▸ **TASK ITEM**
A verbatim copy of each record is required.

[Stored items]
────────
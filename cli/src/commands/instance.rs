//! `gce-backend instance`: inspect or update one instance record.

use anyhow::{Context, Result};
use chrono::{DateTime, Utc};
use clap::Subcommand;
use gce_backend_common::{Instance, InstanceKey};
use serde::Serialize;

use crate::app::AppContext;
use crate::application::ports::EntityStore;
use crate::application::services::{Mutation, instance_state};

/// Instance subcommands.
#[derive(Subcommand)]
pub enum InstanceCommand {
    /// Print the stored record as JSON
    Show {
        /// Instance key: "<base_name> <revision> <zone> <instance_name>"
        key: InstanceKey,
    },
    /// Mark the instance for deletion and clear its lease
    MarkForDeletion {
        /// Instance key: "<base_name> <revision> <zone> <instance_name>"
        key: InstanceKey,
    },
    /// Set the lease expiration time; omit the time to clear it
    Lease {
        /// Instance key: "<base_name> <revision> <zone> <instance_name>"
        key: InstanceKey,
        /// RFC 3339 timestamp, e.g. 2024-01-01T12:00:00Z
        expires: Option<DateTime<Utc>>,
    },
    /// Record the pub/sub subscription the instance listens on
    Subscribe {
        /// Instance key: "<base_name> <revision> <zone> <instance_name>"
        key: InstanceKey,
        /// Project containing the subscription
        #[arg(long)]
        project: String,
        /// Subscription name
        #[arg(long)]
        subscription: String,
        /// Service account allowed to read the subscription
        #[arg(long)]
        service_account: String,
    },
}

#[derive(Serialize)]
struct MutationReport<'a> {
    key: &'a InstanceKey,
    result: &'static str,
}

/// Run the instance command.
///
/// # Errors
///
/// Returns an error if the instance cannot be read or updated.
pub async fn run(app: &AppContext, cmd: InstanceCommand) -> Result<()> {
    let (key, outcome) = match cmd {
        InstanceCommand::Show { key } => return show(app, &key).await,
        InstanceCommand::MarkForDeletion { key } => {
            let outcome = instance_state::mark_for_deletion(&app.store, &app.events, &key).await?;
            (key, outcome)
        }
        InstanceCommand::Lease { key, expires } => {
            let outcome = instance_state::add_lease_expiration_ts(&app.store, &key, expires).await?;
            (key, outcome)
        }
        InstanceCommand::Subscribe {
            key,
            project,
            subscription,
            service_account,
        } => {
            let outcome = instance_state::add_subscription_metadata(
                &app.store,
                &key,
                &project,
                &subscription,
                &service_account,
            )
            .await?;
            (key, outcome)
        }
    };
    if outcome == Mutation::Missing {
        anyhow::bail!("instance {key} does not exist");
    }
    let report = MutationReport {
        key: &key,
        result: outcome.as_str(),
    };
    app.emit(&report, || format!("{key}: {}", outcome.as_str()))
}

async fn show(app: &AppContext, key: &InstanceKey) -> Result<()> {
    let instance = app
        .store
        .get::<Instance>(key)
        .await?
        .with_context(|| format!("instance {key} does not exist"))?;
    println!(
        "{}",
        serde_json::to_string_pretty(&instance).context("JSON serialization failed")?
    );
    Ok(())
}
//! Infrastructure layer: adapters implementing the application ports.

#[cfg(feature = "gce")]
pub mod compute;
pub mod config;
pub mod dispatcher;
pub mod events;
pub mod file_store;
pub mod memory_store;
────────
▸ **RESPONSE TO THIS EXERCISE**
filename cli/src/commands/instance.rs
//! `gce-backend instance`: inspect or update one instance record.

use anyhow::{Context, Result};
use chrono::{DateTime, Utc};
use clap::Subcommand;
use gce_backend_common::{Instance, InstanceKey};
use serde::Serialize;

use crate::app::AppContext;
use crate::application::ports::EntityStore;
use crate::application::services::{Mutation, instance_state};

/// Instance subcommands.
#[derive(Subcommand)]
pub enum InstanceCommand {
    /// Print the stored record as JSON
    Show {
        /// Instance key: "<base_name> <revision> <zone> <instance_name>"
        key: InstanceKey,
    },
    /// Mark the instance for deletion and clear its lease
    MarkForDeletion {
        /// Instance key: "<base_name> <revision> <zone> <instance_name>"
        key: InstanceKey,
    },
    /// Set the lease expiration time; omit the time to clear it
    Lease {
        /// Instance key: "<base_name> <revision> <zone> <instance_name>"
        key: InstanceKey,
        /// RFC 3339 timestamp, e.g. 2024-01-01T12:00:00Z
        expires: Option<DateTime<Utc>>,
    },
    /// Record the pub/sub subscription the instance listens on
    Subscribe {
        /// Instance key: "<base_name> <revision> <zone> <instance_name>"
        key: InstanceKey,
        /// Project containing the subscription
        #[arg(long)]
        project: String,
        /// Subscription name
        #[arg(long)]
        subscription: String,
        /// Service account allowed to read the subscription
        #[arg(long)]
        service_account: String,
    },
}

#[derive(Serialize)]
struct MutationReport<'a> {
    key: &'a InstanceKey,
    result: &'static str,
}

/// Run the instance command.
///
/// # Errors
///
/// Returns an error if the instance cannot be read or updated.
pub async fn run(app: &AppContext, cmd: InstanceCommand) -> Result<()> {
    let (key, outcome) = match cmd {
        InstanceCommand::Show { key } => return show(app, &key).await,
        InstanceCommand::MarkForDeletion { key } => {
            let outcome = instance_state::mark_for_deletion(&app.store, &app.events, &key).await?;
            (key, outcome)
        }
        InstanceCommand::Lease { key, expires } => {
            let outcome = instance_state::add_lease_expiration_ts(&app.store, &key, expires).await?;
            (key, outcome)
        }
        InstanceCommand::Subscribe {
            key,
            project,
            subscription,
            service_account,
        } => {
            let outcome = instance_state::add_subscription_metadata(
                &app.store,
                &key,
                &project,
                &subscription,
                &service_account,
            )
            .await?;
            (key, outcome)
        }
    };
    if outcome == Mutation::Missing {
        anyhow::bail!("instance {key} does not exist");
    }
    let report = MutationReport {
        key: &key,
        result: outcome.as_str(),
    };
    app.emit(&report, || format!("{key}: {}", outcome.as_str()))
}

async fn show(app: &AppContext, key: &InstanceKey) -> Result<()> {
    let instance = app
        .store
        .get::<Instance>(key)
        .await?
        .with_context(|| format!("instance {key} does not exist"))?;
    println!(
        "{}",
        serde_json::to_string_pretty(&instance).context("JSON serialization failed")?
    );
    Ok(())
}
//! Infrastructure layer: adapters implementing the application ports.

#[cfg(feature = "gce")]
pub mod compute;
pub mod config;
pub mod dispatcher;
pub mod events;
pub mod file_store;
pub mod memory_store;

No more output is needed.